Transcribe the records below exactly as written, from the opening line through the line that contains "use sim::step::step;".

Records contained in a dataset:

"""

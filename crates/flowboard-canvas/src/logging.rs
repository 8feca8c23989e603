//! Logging setup for canvas hosts
//!
//! Binaries embedding the canvas call this once at startup. The filter
//! comes from `RUST_LOG` when set, otherwise from the supplied default.

use tracing_subscriber::EnvFilter;

/// Initialize the global tracing subscriber
///
/// Safe to call more than once; later calls are no-ops.
pub fn init_logging(default_filter: &str) {
    let filter =
        EnvFilter::try_from_default_env().unwrap_or_else(|_| EnvFilter::new(default_filter));

    let _ = tracing_subscriber::fmt().with_env_filter(filter).try_init();
}

#[cfg(test)]
mod tests {
    use super::*;

    #[test]
    fn test_init_is_idempotent() {
        init_logging("info");
        init_logging("debug");
    }
}
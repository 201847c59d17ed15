/// Entry point and frame loop.

mod config;
mod domain;
mod logging;
mod sim;
mod ui;

use std::sync::mpsc::Receiver;
use std::time::{Duration, Instant};

use config::FallConfig;
use domain::collision::Support;
use domain::random::RandSource;
use sim::event::WordEvent;
use sim::step::step;
use sim::timer::ThreadScheduler;
use sim::world::WordFall;
use ui::draw::compose;
use ui::input::{Action, InputState};
use ui::renderer::{canvas_size, CellMetrics, Renderer, Status};

fn main() {
    let config = FallConfig::load();

    if let Err(e) = logging::init(&config.log) {
        eprintln!("Warning: logging disabled: {e}");
    }
    log::info!(
        "startup: spawn every {} frames at {:.0}%, gray {}..{}, policy {:?}",
        config.spawn.cadence_frames,
        config.spawn.chance * 100.0,
        config.look.gray_min,
        config.look.gray_max,
        config.collision.policy,
    );

    let mut renderer = Renderer::new();

    if let Err(e) = renderer.init() {
        eprintln!("Terminal init failed: {e}");
        return;
    }

    let (scheduler, ticks) = ThreadScheduler::new();
    let (width, height) = renderer.canvas_size();
    let mut world = WordFall::new(
        width,
        height,
        &config,
        Box::new(RandSource::from_os_rng()),
        Box::new(scheduler),
    );
    let mut input = InputState::new();

    let result = frame_loop(&mut world, &mut input, &mut renderer, &ticks, &config);

    if let Err(e) = renderer.cleanup() {
        eprintln!("Terminal cleanup failed: {e}");
    }

    if let Err(e) = result {
        log::warn!("frame loop failed: {e}");
        eprintln!("Error: {e}");
    }

    log::info!(
        "exit after {} frames: pool {}, stacked {}",
        world.frame,
        world.pool.len(),
        world.stacked.len(),
    );
    log::logger().flush();
}

fn frame_loop(
    world: &mut WordFall,
    input: &mut InputState,
    renderer: &mut Renderer,
    ticks: &Receiver<u64>,
    config: &FallConfig,
) -> Result<(), Box<dyn std::error::Error>> {
    let frame = config.timing.frame;
    let mut last_frame = Instant::now();

    loop {
        let frame_start = Instant::now();

        // ── Input ──
        for action in input.drain_events()? {
            match action {
                Action::Quit => return Ok(()),
                Action::Submit(text) => log_events(&world.submit(&text)),
                Action::Purge(key) => log_events(&[world.remove_by_prefix(key)]),
                Action::Resize(cols, rows) => {
                    let (w, h) = canvas_size(cols, rows);
                    log_events(&[world.resize(w, h)]);
                }
            }
        }

        // ── Timer ticks, serialized onto this thread ──
        while let Ok(id) = ticks.try_recv() {
            world.on_timer_tick(id);
        }

        // ── Step ──
        let dt = frame_start.duration_since(last_frame);
        last_frame = frame_start;
        log_events(&step(world, &CellMetrics, dt));

        // ── Draw ──
        let commands = compose(world);
        let status = Status {
            clock: world.timer.display(),
            pool: world.pool.len(),
            falling: world.falling.len(),
            stacked: world.stacked.len(),
            entry: input.entry(),
        };
        renderer.render(&commands, &status)?;

        let spent = frame_start.elapsed();
        if spent < frame {
            std::thread::sleep(frame - spent);
        }
    }
}

fn log_events(events: &[WordEvent]) {
    for event in events {
        match event {
            WordEvent::Submitted { added, pool } => {
                log::info!("submitted {added} tokens, pool now {pool}");
            }
            WordEvent::Spawned { text, x } => log::debug!("spawned {text:?} at x={x:.1}"),
            WordEvent::SpawnSkipped { text, width } => {
                log::debug!("skipped {text:?}: {width:.0} units wide");
            }
            WordEvent::Landed { text, on, y } => match on {
                Support::Floor => log::debug!("{text:?} landed on floor at y={y:.1}"),
                Support::Word(i) => log::debug!("{text:?} landed on stacked #{i} at y={y:.1}"),
            },
            WordEvent::Purged { key, falling, stacked } => {
                log::info!("purged '{key}': {falling} falling, {stacked} stacked");
            }
            WordEvent::TimerStarted => log::info!("timer started"),
            WordEvent::TimerReset => log::info!("timer reset"),
            WordEvent::Resized { width, height, floor_level } => {
                log::info!("resized to {width:.0}x{height:.0}, floor at {floor_level:.0}");
            }
        }
    }
}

"""

SOLUTION TO THIS TASK ->
filename crates/flowboard-canvas/src/logging.rs
repository 8feca8c23989e603
//! Logging setup for canvas hosts
//!
//! Binaries embedding the canvas call this once at startup. The filter
//! comes from `RUST_LOG` when set, otherwise from the supplied default.

use tracing_subscriber::EnvFilter;

/// Initialize the global tracing subscriber
///
/// Safe to call more than once; later calls are no-ops.
pub fn init_logging(default_filter: &str) {
    let filter =
        EnvFilter::try_from_default_env().unwrap_or_else(|_| EnvFilter::new(default_filter));

    let _ = tracing_subscriber::fmt().with_env_filter(filter).try_init();
}

#[cfg(test)]
mod tests {
    use super::*;

    #[test]
    fn test_init_is_idempotent() {
        init_logging("info");
        init_logging("debug");
    }
}
repository 201847c59d17ed15
/// Entry point and frame loop.

mod config;
mod domain;
mod logging;
mod sim;
mod ui;

use std::sync::mpsc::Receiver;
use std::time::{Duration, Instant};

use config::FallConfig;
use domain::collision::Support;
use domain::random::RandSource;
use sim::event::WordEvent;
use sim::step::step;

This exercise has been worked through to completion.